- Exercise aim
Identify all lines below that hold "crates" and collect them.

== Data for the task ==

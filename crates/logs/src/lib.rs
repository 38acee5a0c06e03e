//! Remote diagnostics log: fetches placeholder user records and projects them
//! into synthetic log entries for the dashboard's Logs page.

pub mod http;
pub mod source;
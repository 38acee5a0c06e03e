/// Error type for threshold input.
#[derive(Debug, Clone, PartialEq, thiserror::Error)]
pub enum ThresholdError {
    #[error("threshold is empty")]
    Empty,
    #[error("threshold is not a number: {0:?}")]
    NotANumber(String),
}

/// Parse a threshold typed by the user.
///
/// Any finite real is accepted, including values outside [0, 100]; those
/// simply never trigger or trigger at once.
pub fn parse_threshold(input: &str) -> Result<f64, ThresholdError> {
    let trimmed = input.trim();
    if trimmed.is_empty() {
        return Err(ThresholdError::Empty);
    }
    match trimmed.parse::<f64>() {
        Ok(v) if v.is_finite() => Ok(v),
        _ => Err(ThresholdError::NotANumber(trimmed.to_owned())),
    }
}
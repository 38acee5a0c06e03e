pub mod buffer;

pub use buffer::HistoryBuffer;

===
== Data for the task ==

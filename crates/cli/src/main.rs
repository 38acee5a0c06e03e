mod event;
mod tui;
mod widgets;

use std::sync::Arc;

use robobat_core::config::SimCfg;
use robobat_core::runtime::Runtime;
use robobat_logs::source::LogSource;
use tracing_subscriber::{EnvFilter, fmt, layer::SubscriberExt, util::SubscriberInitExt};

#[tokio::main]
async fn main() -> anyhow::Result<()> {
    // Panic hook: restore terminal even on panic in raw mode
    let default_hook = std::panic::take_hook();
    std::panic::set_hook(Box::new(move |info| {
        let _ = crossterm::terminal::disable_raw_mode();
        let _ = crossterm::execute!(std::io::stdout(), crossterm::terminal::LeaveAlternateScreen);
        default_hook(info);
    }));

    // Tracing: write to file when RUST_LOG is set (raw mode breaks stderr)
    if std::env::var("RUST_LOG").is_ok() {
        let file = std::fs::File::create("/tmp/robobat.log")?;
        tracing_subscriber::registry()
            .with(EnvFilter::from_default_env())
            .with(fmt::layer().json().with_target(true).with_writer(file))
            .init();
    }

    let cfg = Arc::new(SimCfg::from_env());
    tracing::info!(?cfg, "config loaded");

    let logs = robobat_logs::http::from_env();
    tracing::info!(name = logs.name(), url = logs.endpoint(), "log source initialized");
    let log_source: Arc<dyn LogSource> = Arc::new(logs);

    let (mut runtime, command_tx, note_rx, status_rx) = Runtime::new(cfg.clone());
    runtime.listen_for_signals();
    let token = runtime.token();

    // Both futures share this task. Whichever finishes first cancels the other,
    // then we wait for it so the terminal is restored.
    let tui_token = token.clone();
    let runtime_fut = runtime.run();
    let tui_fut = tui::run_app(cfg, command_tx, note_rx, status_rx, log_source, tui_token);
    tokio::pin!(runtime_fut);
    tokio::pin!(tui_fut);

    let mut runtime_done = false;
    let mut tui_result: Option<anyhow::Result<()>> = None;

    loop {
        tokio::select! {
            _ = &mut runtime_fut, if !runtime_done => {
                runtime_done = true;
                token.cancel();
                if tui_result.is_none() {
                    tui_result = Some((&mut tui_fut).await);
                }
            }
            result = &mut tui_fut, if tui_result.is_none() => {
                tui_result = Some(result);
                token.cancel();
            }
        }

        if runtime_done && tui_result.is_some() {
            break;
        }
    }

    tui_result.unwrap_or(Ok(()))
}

===

- Result of the exercise
filename crates/logs/src/lib.rs
filename crates/cli/src/main.rs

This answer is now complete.